A batalha, contudo, será pela aprovação do projeto dentro de um Congresso Nacional “extremamente conservador”. E que, como critica a presidenta da ABGLT, atua para “tirar ou impedir direito à essa população”. Iniciativas semelhantes a do deputado também tramitam em outras em algumas Câmaras municipais, mas estão travadas pela oposição de vereadores reacionários. A expectativa de Padilha, no entanto, é conseguir o apoio de deputados e deputadas para serem coautores do projeto. 

Contrapartida social

Symmy acredita que o projeto pode ter sua tramitação facilitada por garantir a reserva de vagas dentro de empresas que já são beneficiadas pelo Estado. “A gente sabe que essas empresas ganham bem. Então elas precisam dar uma contrapartida social, uma resposta para a sociedade, não é só para o governo. Promovendo um benefício que, no caso, é para uma população que é extremamente vulnerabilizada, colocada para fora. E que a partir de decisões como essa podem se ver tendo oportunidades de emprego que antes ela teria com mais dificuldades”, defende. 

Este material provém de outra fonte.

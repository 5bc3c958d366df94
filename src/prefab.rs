// Copyright 2024 Saptak Santra
//
// Licensed under the Apache License, Version 2.0 (the "License");
// you may not use this file except in compliance with the License.
// You may obtain a copy of the License at
//
//     http://www.apache.org/licenses/LICENSE-2.0
//
// Unless required by applicable law or agreed to in writing, software
// distributed under the License is distributed on an "AS IS" BASIS,
// WITHOUT WARRANTIES OR CONDITIONS OF ANY KIND, either express or implied.
// See the License for the specific language governing permissions and
// limitations under the License.

//! Prefabs: named entity templates
//!
//! A prefab has the shape of an entity record without an id. It can be
//! registered directly, loaded from JSON or captured from a live entity.

use std::collections::BTreeMap;

use serde::{Deserialize, Serialize};

use crate::entity::EntityId;
use crate::error::{EcsError, Result};
use crate::serialization::{ComponentRecord, Serializer};
use crate::world::World;

/// Named entity template
#[derive(Debug, Clone, PartialEq, Serialize, Deserialize)]
pub struct Prefab {
    pub name: String,
    #[serde(default)]
    pub components: Vec<ComponentRecord>,
}

impl Prefab {
    pub fn new(name: impl Into<String>) -> Self {
        Self {
            name: name.into(),
            components: Vec::new(),
        }
    }

    /// Builder-style component entry
    pub fn with(mut self, type_tag: impl Into<String>, payload: serde_json::Value) -> Self {
        self.components.push(ComponentRecord {
            type_tag: type_tag.into(),
            payload,
        });
        self
    }
}

#[derive(Deserialize)]
#[serde(untagged)]
enum PrefabFile {
    Many(Vec<Prefab>),
    One(Prefab),
}

/// Prefabs by name
#[derive(Debug, Clone, Default)]
pub struct PrefabLibrary {
    prefabs: BTreeMap<String, Prefab>,
}

impl PrefabLibrary {
    pub fn new() -> Self {
        Self::default()
    }

    /// Insert, replacing any prefab with the same name
    pub fn insert(&mut self, prefab: Prefab) -> Option<Prefab> {
        self.prefabs.insert(prefab.name.clone(), prefab)
    }

    pub fn get(&self, name: &str) -> Option<&Prefab> {
        self.prefabs.get(name)
    }

    pub fn remove(&mut self, name: &str) -> Option<Prefab> {
        self.prefabs.remove(name)
    }

    pub fn len(&self) -> usize {
        self.prefabs.len()
    }

    pub fn is_empty(&self) -> bool {
        self.prefabs.is_empty()
    }

    /// Prefab names in order
    pub fn names(&self) -> impl Iterator<Item = &str> {
        self.prefabs.keys().map(String::as_str)
    }
}

impl Serializer {
    pub fn prefabs(&self) -> &PrefabLibrary {
        &self.prefabs
    }

    pub fn register_prefab(&mut self, prefab: Prefab) {
        if self.prefabs.insert(prefab).is_some() {
            tracing::debug!("prefab replaced");
        }
    }

    /// Load one prefab object or an array of them. Returns how many were added.
    pub fn load_prefabs_json(&mut self, json: &str) -> Result<usize> {
        let prefabs = match serde_json::from_str::<PrefabFile>(json)? {
            PrefabFile::Many(prefabs) => prefabs,
            PrefabFile::One(prefab) => vec![prefab],
        };
        let count = prefabs.len();
        for prefab in prefabs {
            self.register_prefab(prefab);
        }
        Ok(count)
    }

    /// Store the registered components of a live entity as a prefab
    pub fn capture_prefab(
        &mut self,
        world: &World,
        entity: EntityId,
        name: impl Into<String>,
    ) -> Result<&Prefab> {
        let record = self
            .serialize_entity(world, entity)?
            .ok_or(EcsError::EntityNotFound(entity))?;
        let name = name.into();
        self.prefabs.insert(Prefab {
            name: name.clone(),
            components: record.components,
        });
        self.prefabs
            .get(&name)
            .ok_or(EcsError::PrefabNotFound(name))
    }

    /// Spawn a fresh entity from a prefab.
    ///
    /// Payloads are decoded first; nothing is created if one is invalid.
    pub fn instantiate(&mut self, name: &str, world: &mut World) -> Result<EntityId> {
        let prefab = self
            .prefabs
            .get(name)
            .ok_or_else(|| EcsError::PrefabNotFound(name.to_string()))?;

        let mut warnings = Vec::new();
        let decoded = self.decode_record(EntityId::from_raw(0), &prefab.components, &mut warnings)?;

        let entity = world.create_entity();
        for mut warning in warnings {
            warning.entity = entity;
            self.warnings.push(warning);
        }
        decoded.apply(world, entity)?;
        Ok(entity)
    }
}

#[cfg(test)]
mod tests {
    use super::*;
    use serde_json::json;

    #[derive(Debug, Clone, PartialEq, Serialize, Deserialize)]
    struct Health(u32);

    #[derive(Debug, Clone, PartialEq, Serialize, Deserialize)]
    struct Speed(f32);

    fn serializer() -> Serializer {
        let mut serializer = Serializer::new();
        serializer.register::<Health>("health").unwrap();
        serializer.register::<Speed>("speed").unwrap();
        serializer
    }

    #[test]
    fn test_instantiate_registered_prefab() {
        let mut serializer = serializer();
        serializer.register_prefab(Prefab::new("goblin").with("health", json!(7)).with("speed", json!(1.5)));

        let mut world = World::new();
        let a = serializer.instantiate("goblin", &mut world).unwrap();
        let b = serializer.instantiate("goblin", &mut world).unwrap();
        assert_ne!(a, b);
        assert_eq!(world.get_component::<Health>(b), Some(&Health(7)));
        assert_eq!(world.get_component::<Speed>(a), Some(&Speed(1.5)));
    }

    #[test]
    fn test_unknown_prefab() {
        let mut serializer = serializer();
        let mut world = World::new();
        let err = serializer.instantiate("dragon", &mut world).unwrap_err();
        assert!(matches!(err, EcsError::PrefabNotFound(name) if name == "dragon"));
    }

    #[test]
    fn test_load_one_or_many() {
        let mut serializer = serializer();
        let one = r#"{"name": "rock", "components": [{"type_tag": "health", "payload": 100}]}"#;
        assert_eq!(serializer.load_prefabs_json(one).unwrap(), 1);

        let many = r#"[{"name": "a"}, {"name": "b", "components": []}]"#;
        assert_eq!(serializer.load_prefabs_json(many).unwrap(), 2);

        let names: Vec<&str> = serializer.prefabs().names().collect();
        assert_eq!(names, vec!["a", "b", "rock"]);
    }

    #[test]
    fn test_capture_prefab() {
        let mut serializer = serializer();
        let mut world = World::new();
        let template = world.spawn((Health(3), Speed(2.0))).unwrap();

        let prefab = serializer.capture_prefab(&world, template, "runner").unwrap();
        assert_eq!(prefab.components.len(), 2);

        world.destroy_entity(template);
        let err = serializer.capture_prefab(&world, template, "gone").unwrap_err();
        assert!(matches!(err, EcsError::EntityNotFound(_)));

        let copy = serializer.instantiate("runner", &mut world).unwrap();
        assert_eq!(world.get_component::<Health>(copy), Some(&Health(3)));
    }

    #[test]
    fn test_invalid_prefab_payload_spawns_nothing() {
        let mut serializer = serializer();
        serializer.register_prefab(Prefab::new("broken").with("health", json!("full")));
        let mut world = World::new();
        let before = world.entity_count();
        assert!(matches!(
            serializer.instantiate("broken", &mut world),
            Err(EcsError::InvalidPayload { .. })
        ));
        assert_eq!(world.entity_count(), before);
    }
}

Diversos setores em funcionamento no país contam com incentivos fiscais da União, desde tecnologia da informação ao automobilístico. Somados, os incentivos, em 21 anos, chegam à casa de R$ 69 bilhões, conforme reportagem da Folha de S. Paulo

“É preciso que a gente crie regras e caminhos para forçar essa entrada (de pessoas trans) até que isso seja naturalizado. Não queremos ter legislações que pensem em cotas e nesse tipo de participação de forma eterna. Nós pensamos elas como um grande passo para que a humanidade seja conquistada, essa perseguição cesse e a gente possa naturalizar as convivências e as relações”, conclui a presidenta da ABGLT. 

Se aprovado, o PL do deputado do PT também colocará as empresas sujeitas a perdas dos incentivos fiscais ou à rescisão do contrato em caso de descumprimento da lei.